The Problem
A SaaS company makes product decisions by "shipping and seeing what happens." PMs look at dashboards 3 days after a feature launch and declare victory if the line goes up. Last quarter: a checkout redesign was shipped that "increased signups 15%" — except it decreased paid conversions by 8%, costing $1.2M annually. Nobody noticed for 6 weeks because they only tracked one metric. The team has no way to run proper experiments — no randomization, no significance testing, no guardrail metrics.

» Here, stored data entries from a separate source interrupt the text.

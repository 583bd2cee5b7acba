//! Error types for directions lookups and route resolution.

use thiserror::Error;

/// Failures at the directions provider seam.
#[derive(Debug, Error)]
pub enum DirectionsError {
    /// The request URL could not be built from the configured base URL.
    #[error("failed to build directions URL: {0}")]
    Url(#[from] url::ParseError),

    /// Transport failure, timeout or undecodable body.
    #[error("directions request failed: {0}")]
    Http(#[from] reqwest::Error),

    /// Non-2xx status without a recognised service code.
    #[error("directions service responded with HTTP {status}")]
    Status { status: u16 },

    /// The service answered but reported an error code.
    #[error("directions service returned {code}: {message}")]
    Service { code: String, message: String },
}

/// Failures looking up a place name. Never surfaced past [`PlaceLookup`].
///
/// [`PlaceLookup`]: crate::traits::PlaceLookup
#[derive(Debug, Error)]
pub enum GeocodeError {
    #[error("failed to build geocoding URL: {0}")]
    Url(#[from] url::ParseError),

    #[error("geocoding request failed: {0}")]
    Http(#[from] reqwest::Error),
}

/// Outcome of a failed route resolution.
#[derive(Debug, Error)]
pub enum RouteError {
    /// Fewer than two usable coordinates.
    #[error("at least 2 coordinates are required to plan a route, got {count}")]
    InvalidInput { count: usize },

    /// The provider answered with no candidate routes.
    #[error("no route found between the selected stops")]
    NoRouteFound,

    /// The request itself failed.
    #[error(transparent)]
    Network(#[from] DirectionsError),
}

impl RouteError {
    /// Message to show the user, if any.
    ///
    /// Network failures degrade silently and have no message.
    pub fn user_message(&self) -> Option<String> {
        match self {
            RouteError::InvalidInput { .. } | RouteError::NoRouteFound => Some(self.to_string()),
            RouteError::Network(_) => None,
        }
    }

    /// Whether the error blocks rendering the route panel entirely.
    pub fn is_blocking(&self) -> bool {
        matches!(self, RouteError::InvalidInput { .. })
    }
}
//! Mock providers.

use std::collections::HashMap;
use std::sync::Mutex;

use visit_route_planner::directions::{DirectionsRequest, DirectionsResponse};
use visit_route_planner::traits::{DirectionsProvider, PlaceLookup};
use visit_route_planner::{Coordinate, DirectionsError};

/// Directions provider that records requests and replies with a fixed
/// response or a service error.
pub struct MockDirections {
    reply: Result<DirectionsResponse, (String, String)>,
    requests: Mutex<Vec<DirectionsRequest>>,
}

impl MockDirections {
    pub fn returning(response: DirectionsResponse) -> Self {
        Self {
            reply: Ok(response),
            requests: Mutex::new(Vec::new()),
        }
    }

    pub fn failing(code: &str, message: &str) -> Self {
        Self {
            reply: Err((code.to_string(), message.to_string())),
            requests: Mutex::new(Vec::new()),
        }
    }

    pub fn requests(&self) -> Vec<DirectionsRequest> {
        self.requests.lock().expect("requests lock").clone()
    }
}

impl DirectionsProvider for MockDirections {
    fn directions(&self, request: &DirectionsRequest) -> Result<DirectionsResponse, DirectionsError> {
        self.requests.lock().expect("requests lock").push(request.clone());
        match &self.reply {
            Ok(response) => Ok(response.clone()),
            Err((code, message)) => Err(DirectionsError::Service {
                code: code.clone(),
                message: message.clone(),
            }),
        }
    }
}

/// Place lookup answering from a fixed table keyed by `lng,lat`.
#[derive(Default)]
pub struct MockPlaces {
    names: HashMap<String, String>,
}

impl MockPlaces {
    pub fn with(mut self, at: Coordinate, name: &str) -> Self {
        self.names.insert(at.path_segment(), name.to_string());
        self
    }
}

impl PlaceLookup for MockPlaces {
    fn place_name(&self, at: Coordinate) -> Option<String> {
        self.names.get(&at.path_segment()).cloned()
    }
}
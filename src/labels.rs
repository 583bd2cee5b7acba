//! Stop labels and marker styling hints.

use rayon::prelude::*;

use crate::coordinates::Coordinate;
use crate::traits::PlaceLookup;

/// Position of a stop within the tour.
#[derive(Debug, Clone, Copy, PartialEq, Eq)]
pub enum StopRole {
    Start,
    Waypoint,
    Destination,
}

impl StopRole {
    pub fn for_index(index: usize, count: usize) -> Self {
        if index == 0 {
            StopRole::Start
        } else if index + 1 == count {
            StopRole::Destination
        } else {
            StopRole::Waypoint
        }
    }

    /// Marker fill colour for the renderer.
    pub fn marker_color(&self) -> &'static str {
        match self {
            StopRole::Start => "#22c55e",
            StopRole::Waypoint => "#3b82f6",
            StopRole::Destination => "#ef4444",
        }
    }
}

/// Positional label used when no place name is available.
pub fn fallback_label(index: usize, count: usize) -> String {
    match StopRole::for_index(index, count) {
        StopRole::Start => "Start".to_string(),
        StopRole::Destination => "Destination".to_string(),
        StopRole::Waypoint => format!("Stop {}", index),
    }
}

#[derive(Debug, Clone, PartialEq)]
pub struct StopLabel {
    pub index: usize,
    pub coordinate: Coordinate,
    pub role: StopRole,
    pub text: String,
}

/// Label every stop, looking place names up in parallel.
///
/// Output order matches `stops`. Missing or blank names fall back to
/// [`fallback_label`].
pub fn resolve_labels<L>(lookup: &L, stops: &[Coordinate]) -> Vec<StopLabel>
where
    L: PlaceLookup + Sync + ?Sized,
{
    let count = stops.len();
    stops
        .par_iter()
        .enumerate()
        .map(|(index, &coordinate)| {
            let text = lookup
                .place_name(coordinate)
                .map(|name| name.trim().to_string())
                .filter(|name| !name.is_empty())
                .unwrap_or_else(|| fallback_label(index, count));

            StopLabel {
                index,
                coordinate,
                role: StopRole::for_index(index, count),
                text,
            }
        })
        .collect()
}
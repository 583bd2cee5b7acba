//! Renderer-owned marker handles.
//!
//! The map renderer places one marker per stop and must remove them all
//! before placing a new set. [`MarkerSet`] holds the handles keyed by stop
//! index so nothing outside the renderer needs to reach into them.

use std::collections::BTreeMap;

use crate::labels::StopLabel;

/// The map layer markers are placed on.
pub trait MarkerLayer {
    type Handle;

    fn place(&mut self, label: &StopLabel) -> Self::Handle;

    fn remove(&mut self, handle: Self::Handle);
}

#[derive(Debug)]
pub struct MarkerSet<H> {
    handles: BTreeMap<usize, H>,
}

impl<H> Default for MarkerSet<H> {
    fn default() -> Self {
        Self {
            handles: BTreeMap::new(),
        }
    }
}

impl<H> MarkerSet<H> {
    pub fn new() -> Self {
        Self::default()
    }

    pub fn get(&self, index: usize) -> Option<&H> {
        self.handles.get(&index)
    }

    pub fn len(&self) -> usize {
        self.handles.len()
    }

    pub fn is_empty(&self) -> bool {
        self.handles.is_empty()
    }

    /// Remove every marker from `layer`.
    pub fn clear<L>(&mut self, layer: &mut L)
    where
        L: MarkerLayer<Handle = H>,
    {
        for (_, handle) in std::mem::take(&mut self.handles) {
            layer.remove(handle);
        }
    }

    /// Replace the current markers with one per label.
    pub fn repopulate<L>(&mut self, layer: &mut L, labels: &[StopLabel])
    where
        L: MarkerLayer<Handle = H>,
    {
        self.clear(layer);
        for label in labels {
            let handle = layer.place(label);
            if let Some(previous) = self.handles.insert(label.index, handle) {
                layer.remove(previous);
            }
        }
    }
}
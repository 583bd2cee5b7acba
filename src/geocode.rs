//! Reverse geocoding for stop labels.
//!
//! Mapbox-style endpoint: `{base_url}/{lng},{lat}.json`, answering with a
//! GeoJSON feature collection whose first feature carries `place_name`.
//! Every failure is logged at debug level and reported as `None`.

use std::time::Duration;

use reqwest::Url;
use serde::Deserialize;

use crate::coordinates::Coordinate;
use crate::error::GeocodeError;
use crate::traits::PlaceLookup;

#[derive(Debug, Clone, Deserialize)]
#[serde(default)]
pub struct GeocoderConfig {
    pub base_url: String,
    pub timeout_secs: u64,
    pub access_token: Option<String>,
}

impl Default for GeocoderConfig {
    fn default() -> Self {
        Self {
            base_url: "https://api.mapbox.com/geocoding/v5/mapbox.places".to_string(),
            timeout_secs: 5,
            access_token: None,
        }
    }
}

#[derive(Debug, Clone)]
pub struct ReverseGeocoder {
    config: GeocoderConfig,
    client: reqwest::blocking::Client,
}

impl ReverseGeocoder {
    pub fn new(config: GeocoderConfig) -> Result<Self, reqwest::Error> {
        let client = reqwest::blocking::Client::builder()
            .timeout(Duration::from_secs(config.timeout_secs))
            .build()?;

        Ok(Self { config, client })
    }

    pub fn lookup_url(&self, at: Coordinate) -> Result<Url, url::ParseError> {
        let mut url = Url::parse(&format!(
            "{}/{}.json",
            self.config.base_url.trim_end_matches('/'),
            at.path_segment()
        ))?;

        {
            let mut query = url.query_pairs_mut();
            query.append_pair("limit", "1");
            if let Some(token) = &self.config.access_token {
                query.append_pair("access_token", token);
            }
        }

        Ok(url)
    }

    fn fetch(&self, at: Coordinate) -> Result<Option<String>, GeocodeError> {
        let url = self.lookup_url(at)?;
        let body = self
            .client
            .get(url)
            .send()
            .and_then(|resp| resp.error_for_status())
            .and_then(|resp| resp.json::<FeatureCollection>())?;

        Ok(body.features.into_iter().next().map(|feature| feature.place_name))
    }
}

impl PlaceLookup for ReverseGeocoder {
    fn place_name(&self, at: Coordinate) -> Option<String> {
        match self.fetch(at) {
            Ok(name) => name,
            Err(err) => {
                tracing::debug!(lng = at.lng, lat = at.lat, error = %err, "reverse geocoding failed");
                None
            }
        }
    }
}

#[derive(Debug, Deserialize)]
struct FeatureCollection {
    #[serde(default)]
    features: Vec<Feature>,
}

#[derive(Debug, Deserialize)]
struct Feature {
    place_name: String,
}
//! Canned directions responses.

use visit_route_planner::directions::{
    CandidateRoute, DirectionsResponse, Maneuver, RouteLeg, RouteStep,
};

/// Candidate route with one leg per `legs` entry, each carrying a single
/// step named after its position.
pub fn candidate(duration: f64, distance: f64, legs: usize) -> CandidateRoute {
    let leg_count = legs.max(1) as f64;
    CandidateRoute {
        distance,
        duration,
        legs: (0..legs)
            .map(|idx| RouteLeg {
                distance: distance / leg_count,
                duration: duration / leg_count,
                steps: vec![RouteStep {
                    distance: distance / leg_count,
                    maneuver: Maneuver {
                        instruction: Some(format!("Drive to stop {}", idx + 1)),
                        ..Maneuver::default()
                    },
                    ..RouteStep::default()
                }],
                ..RouteLeg::default()
            })
            .collect(),
        ..CandidateRoute::default()
    }
}

pub fn response_with(routes: Vec<CandidateRoute>) -> DirectionsResponse {
    DirectionsResponse {
        code: Some("Ok".to_string()),
        routes,
        ..DirectionsResponse::default()
    }
}

/// Two alternatives between two stops, the second one faster.
pub const TWO_ALTERNATIVES_JSON: &str = r#"{
    "code": "Ok",
    "routes": [
        {
            "distance": 12000.0,
            "duration": 900.0,
            "geometry": {"type": "LineString", "coordinates": [[-115.289, 36.1699], [-115.245, 36.108]]},
            "legs": [{
                "distance": 12000.0,
                "duration": 900.0,
                "summary": "W Charleston Blvd",
                "steps": [
                    {"distance": 11000.0, "duration": 850.0, "name": "W Charleston Blvd",
                     "maneuver": {"type": "depart", "modifier": "left"}},
                    {"distance": 1000.0, "duration": 50.0, "name": "",
                     "maneuver": {"type": "arrive"}}
                ]
            }]
        },
        {
            "distance": 14500.0,
            "duration": 780.0,
            "geometry": {"type": "LineString", "coordinates": [[-115.289, 36.1699], [-115.26, 36.14], [-115.245, 36.108]]},
            "legs": [{
                "distance": 14500.0,
                "duration": 780.0,
                "summary": "I-215",
                "steps": [
                    {"distance": 2500.0, "duration": 120.0, "name": "Town Center Dr",
                     "maneuver": {"type": "depart", "instruction": "Head south on Town Center Dr"}},
                    {"distance": 12000.0, "duration": 660.0, "name": "I-215",
                     "maneuver": {"type": "merge", "modifier": "slight right", "instruction": "Merge onto I-215"}}
                ]
            }]
        }
    ],
    "bbox": [-115.289, 36.108, -115.245, 36.1699]
}"#;

pub const NO_ROUTE_JSON: &str = r#"{"code": "NoRoute", "message": "Impossible route between points", "routes": []}"#;

pub const INVALID_QUERY_JSON: &str = r#"{"code": "InvalidQuery", "message": "Query string malformed close to position 28"}"#;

Step 1: Experiment Configuration
typescript
// src/experiments/config.ts
import { z } from 'zod';
export const Experiment = z.object({
id: z.string().uuid(),
name: z.string(),
hypothesis: z.string(),
owner: z.string().email(),
variants: z.array(z.object({
id: z.string(),
name: z.string(),
weight: z.number().min(0).max(1), // traffic allocation
isControl: z.boolean(),
})),
metrics: z.object({
primary: z.object({
name: z.string(),
type: z.enum(['conversion', 'revenue', 'count', 'duration']),
minimumDetectableEffect: z.number(), // e.g., 0.03 = 3%
}),
guardrails: z.array(z.object({
name: z.string(),
type: z.enum(['conversion', 'revenue', 'count', 'duration']),
threshold: z.number(), // max acceptable decrease (e.g., -0.02 = 2%)
})),
}),
targeting: z.object({
percentOfTraffic: z.number().min(0).max(1),
filters: z.record(z.string(), z.unknown()).optional(),
}),
status: z.enum(['draft', 'running', 'paused', 'completed', 'killed']),
startedAt: z.string().datetime().optional(),
requiredSampleSize: z.number().int().optional(),
});
// Sample size calculator using power analysis
export function calculateSampleSize(
baselineRate: number,
mde: number, // minimum detectable effect
power: number = 0.8,
significance: number = 0.05
): number {
// Simplified formula for proportions
const z_alpha = 1.96; // 95% significance
const z_beta = 0.84; // 80% power
const p1 = baselineRate;
const p2 = baselineRate * (1 + mde);
const pooled = (p1 + p2) / 2;
const n = Math.ceil(
(2 * pooled * (1 - pooled) * Math.pow(z_alpha + z_beta, 2)) /
Math.pow(p2 - p1, 2)
);
return n; // per variant
}
Step 2: Assignment and Tracking
typescript
// src/experiments/assignment.ts
import { createHash } from 'crypto';
import { Redis } from 'ioredis';
const redis = new Redis(process.env.REDIS_URL!);
export function assignVariant(
userId: string,
experimentId: string,
variants: Array<{ id: string; weight: number }>
): string {
// Deterministic: same user always gets same variant
const hash = createHash('md5')
.update(`${userId}:${experimentId}`)
.digest();
const value = hash.readUInt32BE(0) / 0xFFFFFFFF; // 0-1
let cumulative = 0;
for (const variant of variants) {
cumulative += variant.weight;
if (value < cumulative) return variant.id;
}
return variants[variants.length - 1].id;
}
export async function trackEvent(
experimentId: string,
variantId: string,
userId: string,
metricName: string,
value: number = 1
): Promise<void> {
const day = new Date().toISOString().split('T')[0];
await redis.pipeline()
.sadd(`exp:${experimentId}:${variantId}:users`, userId)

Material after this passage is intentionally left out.